Notes on 8th work group meeting, March 14, 2003
inserted into agenda by H. Marcuse, 3/16/04

Present: H. Marcuse, M. Dahleh, D. Kohl, D. Montello, C. Michel, D. Segura, Z. Xiao, J. Proctor, J. Heinen, D. Blake, M. Higa, C. Lawson, two Associated Students candidates: Denise and Miguel.

  1. Last meeting was taped--for those not present: ok to tape this one, too?
    Yes. The tape was turned on at this point.
  2. Discussion of SocSci chairs meeting on March 10.
    Ask depts. to send us a descriptions/syllabi for 3-5 courses THEY'd consider appropriate for GE. Time frame?
    Denise’s draft memo was discussed at length in her absence. What do we want from it? Two goals: to notify departments and get them thinking about this,
  3. David's report on data on enrollments in courses in the core areas that fulfill the writing requirement
    (4 page table, made by cutting and pasting from GOLD—very labor intensive [thanks, David!])
    Our question: if we cap the course/section enrollment of WRT courses at 25, how much impact will that have? Answer: While most WRT courses with high enrollments have sections, some (notably in Soc) UD courses have enrollments up to 100. Denise S. felt strongly that these courses should not be disallowed from fulfilling WRT, even though resource issues would prevent hiring TAs. Harold mentioned Sue’s suggestion from last week that undergraduate writing tutors could be trained and employed at relatively little cost.
    Jennifer was asked whether the TA union has data on maximum section enrollments in different departments (history is capped 17, but some go to 30 or more). She will get this data.
    Harold suggested that while resource questions have always been and will probably remain problematic (in spite of Dean Woolley’s suggestion that we develop a program without regard to them, and the Task Force’s charge to ignore them), this type of tutor program is VERY cheap. We should go to bat for this type of resource.

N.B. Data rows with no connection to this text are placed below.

//! # Mint Screen
//!
//! Increase a stock's supply after acquiring more underlying shares.

use crate::app::{App, AppState};
use crate::forms::MintStockForm;
use crate::ui::theme::Theme;
use crate::ui::widgets::forms;

pub fn render(ui: &mut egui::Ui, state: &AppState, app: &mut App, theme: &Theme) {
    let mut form = state.mint_form.clone();
    let errors = &state.mint_form.errors;
    let pending = state.pending.mint;
    let mut changed = false;

    egui::Frame::group(ui.style()).fill(theme.surface).show(ui, |ui| {
        forms::render_form_heading(
            ui,
            "Mint Stock Tokens",
            "Increase the supply of tokens when purchasing additional stocks",
            theme,
        );

        ui.horizontal_top(|ui| {
            ui.vertical(|ui| {
                changed |= forms::render_text_input(
                    ui,
                    "Stock Symbol *",
                    &mut form.symbol,
                    "e.g., AAPL",
                    errors.get("symbol"),
                    theme,
                );
            });
            ui.add_space(16.0);
            ui.vertical(|ui| {
                changed |= forms::render_text_input(
                    ui,
                    "Amount to Mint *",
                    &mut form.amount,
                    "e.g., 100",
                    errors.get("amount"),
                    theme,
                );
            });
        });

        changed |= forms::render_text_input(
            ui,
            "Custody Verification URL (Optional)",
            &mut form.custody_verification_url,
            "https://...",
            errors.get("custody_verification_url"),
            theme,
        );
        changed |= forms::render_text_area(
            ui,
            "Notes (Optional)",
            &mut form.notes,
            "Add any relevant notes about this mint operation...",
            errors.get("notes"),
            theme,
        );
        ui.add_space(10.0);

        forms::render_error_summary(ui, errors, theme);
        if forms::render_submit_button(ui, "Mint Tokens", "Minting Tokens...", pending, theme) {
            write_back(app, &form, changed);
            changed = false;
            app.submit_mint();
        }
    });

    write_back(app, &form, changed);
}

fn write_back(app: &App, form: &MintStockForm, changed: bool) {
    if !changed {
        return;
    }
    let mut state = app.state.write();
    let target = &mut state.mint_form;
    target.symbol = form.symbol.clone();
    target.amount = form.amount.clone();
    target.custody_verification_url = form.custody_verification_url.clone();
    target.notes = form.notes.clone();
}
//! # Navigation Bar
//!
//! Page title plus the tab strip switching between console screens.

use crate::app::{App, AppState, Tab};
use crate::ui::theme::Theme;

pub const PAGE_TITLE: &str = "Admin Panel";
pub const PAGE_DESCRIPTION: &str = "Manage stock tokens, mint, burn, and view platform statistics";

/// Render the header and tabs. Clicking a tab switches screens through the app.
pub fn render_nav_bar(ui: &mut egui::Ui, state: &AppState, app: &mut App, theme: &Theme) {
    ui.add_space(8.0);
    ui.label(egui::RichText::new(PAGE_TITLE).size(26.0).strong());
    ui.label(egui::RichText::new(PAGE_DESCRIPTION).color(theme.dim));
    ui.add_space(10.0);

    ui.horizontal(|ui| {
        for tab in Tab::all() {
            let selected = state.current_tab == *tab;
            let mut text = egui::RichText::new(tab.title()).size(15.0);
            if selected {
                text = text.strong().color(theme.accent);
            }
            if ui.selectable_label(selected, text).clicked() && !selected {
                app.handle_tab_change(*tab);
            }

            if pending_badge(state, *tab) {
                ui.spinner();
            }
            ui.add_space(6.0);
        }
    });
}

/// Whether a tab has a submission in flight
fn pending_badge(state: &AppState, tab: Tab) -> bool {
    match tab {
        Tab::Create => state.pending.create,
        Tab::Mint => state.pending.mint,
        Tab::Burn => state.pending.burn,
        Tab::Dashboard => !state.pending.status_updates.is_empty(),
        Tab::Transactions => false,
    }
}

Sue, who is a national expert in this area, showed us data confirming that class size and quality of WRT courses are directly and strongly correlated.
  4. Stock-taking (only slightly modified from last week):
    AP for GE: only in quantitative, and WRT spec. req. with minimum score of 5 (NOT Wrt 2?).
    Criteria ["rules"] for inclusion on list of core courses:
    1. must be open to non-majors on first registration pass Consensus: yes.
    2. no prerequisites EXCEPT one other GE course (intended for sequence courses only)
        Dan: also not restricted to UD only [Beth/soc: leave 10 spaces in UD/majors only for GE]
    3. preferably, but not necessarily, either writing-intensive or quantitative relationships
        Dan's guideline: each dept. with GE offerings must offer some courses with WRT or QNT.
    4. frequency of offering: must be offered at least 3 times once per 1 (or 2?) 5 year(s)
    new "guidelines" from Dan:
    5. topically appropriate for core or special requirement
    6. relatively broad in scope, providing an overview of a subject area
        [Harold's idea: "surveys of knowledge" would be broad; "frontiers of inquiry" focused.]
    7. appropriate for students w/o background, ergo typically LD
  1. Area A: update description to include information technology (etc.).
  2. Area B: no change (or: raise AP score from 3 to 4, then high school grade from C to B?)
  3. Area C: Leave at 3 courses. Pare down list as per criteria.
  4. Area D: discuss chairs' feelings about reduction from 3 to 2 (pedagogic rationale);
    made more palatable by possibility of divisional courses in new core Area X.
  5. Area E: various options.
    1. (TF) remove subdivision, reduce from 3 to 2 courses, pare down list. (WCiv as special req.)
    2. (Dan) 3 courses in 3 subdivisions: WCiv, Non-WCiv, "intersections"
  6. Areas F and G: various options
    1. (TF) leave as they are with new descriptions, pare down list
    2. (Harold): combine and reduce from 4 to 3 courses, subdivision or (preferably) not
    3. Reduce further to 2 courses; new offerings in new core Area X.
  7. Special requirements
    quantitative: raise minimum AP score from 3 to 4.
    ethnicity: no change in existing; possible addition of 2nd as spec. requirement or core area
    nwc: no change, or new subcategory of Area E under Dan's proposal
    Proposals: Western civ.; interdisciplinary/comparative
    Writing-intensive: class size limitation (20/25?), rolling 3-year review
  1. Next meetings:
    Apr. 4: issue of new core vs. spec. req.; plan 2nd HFA mtg.
    Apr. 11: Implementation and management options
    -position of GE director
    -impacts on enrollment (new areas, AP) [need data!]
    -how to review existing list (roles of administration, departments, ad hoc review committee)
    -GE web site with updated syllabi
    -inclusion on bio-bib (meet with CAP)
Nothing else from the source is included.